▶ _ABOUT THIS EXERCISE_
Please repeat exactly the lines below from the one containing "item.adjust_expiry(gesture.rotation_delta());" down to the one containing "top line; only a different value dirties it", both included, and nothing else.

(Stored data entries)

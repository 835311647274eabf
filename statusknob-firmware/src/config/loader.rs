//! Configuration file location and loading

use std::ffi::OsString;
use std::fs;
use std::path::{Path, PathBuf};

use log::info;
use statusknob_core::config::AppConfig;

use super::{parse, LoadError};

/// Environment variable naming the configuration file
pub const CONFIG_ENV: &str = "STATUSKNOB_CONFIG";

/// File used when neither an argument nor the environment names one
pub const DEFAULT_CONFIG_PATH: &str = "config.toml";

/// Pick the configuration path: argument, then environment, then default
pub fn config_path(arg: Option<OsString>, env: Option<OsString>) -> PathBuf {
    arg.or(env)
        .map(PathBuf::from)
        .unwrap_or_else(|| PathBuf::from(DEFAULT_CONFIG_PATH))
}

/// Read, parse and validate a configuration file
pub fn load(path: &Path) -> Result<AppConfig, LoadError> {
    let text = fs::read_to_string(path).map_err(|source| LoadError::Io {
        path: path.to_path_buf(),
        source,
    })?;
    let config = parse(&text)?;
    info!(
        "Loaded {} status presets from {}",
        config.statuses.len(),
        path.display()
    );
    Ok(config)
}

#[cfg(test)]
mod tests {
    use super::*;

    #[test]
    fn test_path_precedence() {
        assert_eq!(
            config_path(Some("a.toml".into()), Some("b.toml".into())),
            PathBuf::from("a.toml")
        );
        assert_eq!(config_path(None, Some("b.toml".into())), PathBuf::from("b.toml"));
        assert_eq!(config_path(None, None), PathBuf::from(DEFAULT_CONFIG_PATH));
    }

    #[test]
    fn test_missing_file_names_path() {
        let err = load(Path::new("/nonexistent/statusknob.toml")).unwrap_err();
        assert!(matches!(err, LoadError::Io { .. }));
        assert!(err.to_string().contains("/nonexistent/statusknob.toml"));
    }

    #[test]
    fn test_load_from_disk() {
        let path = std::env::temp_dir().join(format!("statusknob-{}.toml", std::process::id()));
        fs::write(
            &path,
            r#"
timezone = "UTC"
[wifi]
ssid = "lab"
password = ""
[remote]
token = "t"
[[status]]
status = "Away"
emoji = ":x:"
expiry = 15
"#,
        )
        .unwrap();

        let config = load(&path).unwrap();
        fs::remove_file(&path).unwrap();
        assert_eq!(config.wifi.ssid.as_str(), "lab");
        assert_eq!(config.statuses.get(0).unwrap().expiry_minutes(), 15);
    }
}
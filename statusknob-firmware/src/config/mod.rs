//! Configuration loading
//!
//! Reads a TOML file from disk and validates it with the core rules, so
//! error text matches the appliance's boot screen.

pub mod loader;
pub mod parse;

pub use loader::{config_path, load, CONFIG_ENV, DEFAULT_CONFIG_PATH};
pub use parse::parse;

use std::io;
use std::path::PathBuf;

use statusknob_core::config::ConfigError;
use thiserror::Error;

/// Configuration load failure
#[derive(Debug, Error)]
pub enum LoadError {
    #[error("cannot read {}: {source}", .path.display())]
    Io {
        path: PathBuf,
        #[source]
        source: io::Error,
    },
    #[error("invalid TOML: {0}")]
    Parse(#[from] toml::de::Error),
    #[error("{0}")]
    Invalid(ConfigError),
}

impl From<ConfigError> for LoadError {
    fn from(e: ConfigError) -> Self {
        LoadError::Invalid(e)
    }
}
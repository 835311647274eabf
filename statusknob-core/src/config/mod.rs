//! Configuration types and validation
//!
//! Board-agnostic configuration structures. Every runtime parses its own
//! file format and validates through [`validate`], so all targets apply the
//! same rules.

pub mod types;
pub mod validation;

pub use types::*;
pub use validation::{validate, ConfigError, RawConfig, RawStatusItem};
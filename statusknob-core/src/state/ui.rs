//! UI state: mode, list cursor, dirty regions and screen power
//!
//! The list is shown through a window of [`VISIBLE_ROWS`] rows starting at
//! `top_render_index`; `highlight_index` is the cursor row inside that
//! window. The window start is clamped to `len - VISIBLE_ROWS` and the
//! cursor to the last visible row, so the highlighted preset always exists.

use crate::input::Gesture;
use crate::status::{StatusList, StatusListItem};
use crate::timing::elapsed_ms;

use super::machine::DisplayMode;
use super::status_bar::{BottomStatus, TopStatus};

/// Rows of the preset list visible at once
pub const VISIBLE_ROWS: usize = 4;

/// Default idle time before the screen turns off
pub const DEFAULT_SCREEN_OFF_MS: u32 = 60 * 60 * 1000;

/// Screen regions that need a repaint
#[derive(Debug, Clone, Copy, PartialEq, Eq, Default)]
#[cfg_attr(feature = "defmt", derive(defmt::Format))]
pub struct DirtyRegions {
    pub top: bool,
    pub bottom: bool,
    pub body: bool,
}

impl DirtyRegions {
    pub const ALL: Self = Self {
        top: true,
        bottom: true,
        body: true,
    };

    pub fn any(&self) -> bool {
        self.top || self.bottom || self.body
    }
}

/// Screen power transition
#[derive(Debug, Clone, Copy, PartialEq, Eq)]
#[cfg_attr(feature = "defmt", derive(defmt::Format))]
pub enum ScreenPower {
    Woke,
    Slept,
}

/// A preset committed with a click
#[derive(Debug, Clone, Copy, PartialEq, Eq)]
#[cfg_attr(feature = "defmt", derive(defmt::Format))]
pub struct Selection {
    /// Index into the status list
    pub index: usize,
}

/// UI state owned by the cooperative context
#[derive(Debug, Clone)]
pub struct UiState {
    mode: DisplayMode,
    top_render_index: usize,
    highlight_index: usize,
    dirty: DirtyRegions,
    top_status: TopStatus,
    bottom_status: BottomStatus,
    last_input_ms: u32,
    screen_on: bool,
    // Set by input while the screen is off; only this wakes it
    wake_pending: bool,
    screen_off_after_ms: u32,
}

impl UiState {
    /// Create the initial state; everything is dirty for the first paint
    pub fn new(screen_off_after_ms: u32, now_ms: u32) -> Self {
        Self {
            mode: DisplayMode::Main,
            top_render_index: 0,
            highlight_index: 0,
            dirty: DirtyRegions::ALL,
            top_status: TopStatus::default(),
            bottom_status: BottomStatus::default(),
            last_input_ms: now_ms,
            screen_on: true,
            wake_pending: false,
            screen_off_after_ms,
        }
    }

    /// Apply a gesture
    ///
    /// While the screen is off the gesture only counts as activity; the
    /// next [`UiState::update_power`] wakes the screen. Returns the preset
    /// to send when the gesture commits a selection.
    pub fn handle_gesture(
        &mut self,
        gesture: Gesture,
        list: &mut StatusList,
        now_ms: u32,
    ) -> Option<Selection> {
        self.last_input_ms = now_ms;
        if !self.screen_on {
            self.wake_pending = true;
            return None;
        }

        let mut selection = None;
        match (self.mode, gesture) {
            (DisplayMode::Main, Gesture::Increase) => self.cursor_down(list.len()),
            (DisplayMode::Main, Gesture::Decrease) => self.cursor_up(),
            (DisplayMode::ExpirySelect, Gesture::Increase | Gesture::Decrease) => {
                if let Some(item) = list.get_mut(self.selected_index()) {
                    item.adjust_expiry(gesture.rotation_delta());
                }
            }
            (mode, Gesture::Click) if mode.commits_on_click() => {
                selection = Some(Selection {
                    index: self.selected_index(),
                });
            }
            _ => {}
        }

        self.mode = self.mode.transition(gesture);
        self.dirty.body = true;
        selection
    }

    /// Replace the top line; only a different value dirties it
    pub fn set_top_status(&mut self, status: TopStatus) -> bool {
        if self.top_status == status {
            return false;
        }
        self.top_status = status;
        self.dirty.top = true;
        true
    }

    /// Replace the bottom line; only a different value dirties it
    pub fn set_bottom_status(&mut self, status: BottomStatus) -> bool {
        if self.bottom_status == status {
            return false;
        }
        self.bottom_status = status;
        self.dirty.bottom = true;
        true
    }

    /// Turn the screen off after the idle timeout, or back on after input
    ///
    /// A sleeping screen only wakes for a gesture received while asleep,
    /// never because the millisecond counter wrapped. Waking marks every
    /// region dirty.
    pub fn update_power(&mut self, now_ms: u32) -> Option<ScreenPower> {
        if self.screen_on {
            if elapsed_ms(now_ms, self.last_input_ms) < self.screen_off_after_ms {
                return None;
            }
            self.screen_on = false;
            return Some(ScreenPower::Slept);
        }

        if !self.wake_pending {
            return None;
        }
        self.wake_pending = false;
        self.screen_on = true;
        self.dirty = DirtyRegions::ALL;
        Some(ScreenPower::Woke)
    }

    /// Whole minutes left before the screen turns off
    pub fn minutes_until_sleep(&self, now_ms: u32) -> u32 {
        let idle = elapsed_ms(now_ms, self.last_input_ms);
        self.screen_off_after_ms.saturating_sub(idle) / 60_000
    }

    /// Clear all dirty flags after a repaint
    pub fn mark_clean(&mut self) {
        self.dirty = DirtyRegions::default();
    }

    /// Presets in the visible window with their list index
    pub fn visible<'a>(
        &self,
        list: &'a StatusList,
    ) -> impl Iterator<Item = (usize, &'a StatusListItem)> + 'a {
        list.iter()
            .enumerate()
            .skip(self.top_render_index)
            .take(VISIBLE_ROWS)
    }

    fn cursor_down(&mut self, len: usize) {
        let last_row = VISIBLE_ROWS.min(len).saturating_sub(1);
        if self.highlight_index < last_row {
            self.highlight_index += 1;
        } else if self.top_render_index < len.saturating_sub(VISIBLE_ROWS) {
            self.top_render_index += 1;
        }
    }

    fn cursor_up(&mut self) {
        if self.highlight_index > 0 {
            self.highlight_index -= 1;
        } else if self.top_render_index > 0 {
            self.top_render_index -= 1;
        }
    }

    pub fn mode(&self) -> DisplayMode {
        self.mode
    }

    pub fn top_render_index(&self) -> usize {
        self.top_render_index
    }

    pub fn highlight_index(&self) -> usize {
        self.highlight_index
    }

    /// List index of the highlighted preset
    pub fn selected_index(&self) -> usize {
        self.top_render_index + self.highlight_index
    }

    pub fn dirty(&self) -> DirtyRegions {
        self.dirty
    }

    pub fn needs_repaint(&self) -> bool {
        self.dirty.any()
    }

    pub fn top_status(&self) -> &TopStatus {
        &self.top_status
    }

    pub fn bottom_status(&self) -> &BottomStatus {
        &self.bottom_status
    }

    pub fn is_screen_on(&self) -> bool {
        self.screen_on
    }

    pub fn last_input_ms(&self) -> u32 {
        self.last_input_ms
    }
}
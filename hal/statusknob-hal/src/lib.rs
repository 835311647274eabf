//! Statusknob Hardware Abstraction Layer
//!
//! This crate defines the capability traits the event core consumes from
//! the board: the encoder push button, the encoder rotation counter, and
//! the clocks. A board crate (or the host runtime) implements them.
//!
//! # Architecture
//!
//! ```text
//! ┌─────────────────────────────────────────┐
//! │  Runtime (statusknob-firmware, etc.)    │
//! └─────────────────────────────────────────┘
//!                     │
//!                     ▼
//! ┌─────────────────────────────────────────┐
//! │  statusknob-core (gestures, UI state)   │
//! └─────────────────────────────────────────┘
//!                     │
//!                     ▼
//! ┌─────────────────────────────────────────┐
//! │  statusknob-hal (this crate - traits)   │
//! └─────────────────────────────────────────┘
//! ```
//!
//! # Traits
//!
//! - [`gpio::ButtonPin`] - Debounced push-button sampling
//! - [`rotary::RotaryEncoder`], [`rotary::RotaryListener`] - Rotation change notification
//! - [`clock::MonotonicClock`], [`clock::WallClock`] - Time sources

#![no_std]
#![deny(unsafe_code)]

pub mod clock;
pub mod gpio;
pub mod rotary;

// Re-export key traits at crate root for convenience
pub use clock::{ClockTime, MonotonicClock, WallClock, EMBEDDED_EPOCH_OFFSET_SECS};
pub use gpio::ButtonPin;
pub use rotary::{RotaryEncoder, RotaryListener};
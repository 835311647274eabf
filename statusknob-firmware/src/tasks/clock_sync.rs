//! Clock synchronisation task
//!
//! Retries every couple of seconds until the first successful sync, then
//! refreshes a few times a day. Does nothing while the link is down.

use log::info;
use statusknob_core::traits::TimeSync;

use crate::context::AppContext;
use crate::scheduler::{CooperativeTask, TaskError};

/// Retry cadence until the clock has been set once
pub const RETRY_INTERVAL_MS: u32 = 2000;

/// Refresh cadence after the first sync
pub const RESYNC_INTERVAL_MS: u32 = 6 * 60 * 60 * 1000;

pub struct ClockSyncTask<T> {
    source: T,
    synced: bool,
}

impl<T: TimeSync> ClockSyncTask<T> {
    pub fn new(source: T) -> Self {
        Self {
            source,
            synced: false,
        }
    }

    #[cfg(test)]
    fn is_synced(&self) -> bool {
        self.synced
    }
}

impl<T: TimeSync> CooperativeTask for ClockSyncTask<T> {
    fn name(&self) -> &'static str {
        "ClockSync"
    }

    fn poll(&mut self, ctx: &mut AppContext, _now_ms: u32) -> Result<(), TaskError> {
        if !ctx.link.is_connected() {
            return Ok(());
        }

        self.source.sync()?;
        if !self.synced {
            info!("Clock synchronised");
        }
        self.synced = true;
        Ok(())
    }

    fn next_delay_ms(&self, _ctx: &AppContext) -> u32 {
        if self.synced {
            RESYNC_INTERVAL_MS
        } else {
            RETRY_INTERVAL_MS
        }
    }
}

▶ _ANSWER SECTION_
                    item.adjust_expiry(gesture.rotation_delta());
                }
            }
            (mode, Gesture::Click) if mode.commits_on_click() => {
                selection = Some(Selection {
                    index: self.selected_index(),
                });
            }
            _ => {}
        }

        self.mode = self.mode.transition(gesture);
        self.dirty.body = true;
        selection
    }

    /// Replace the top line; only a different value dirties it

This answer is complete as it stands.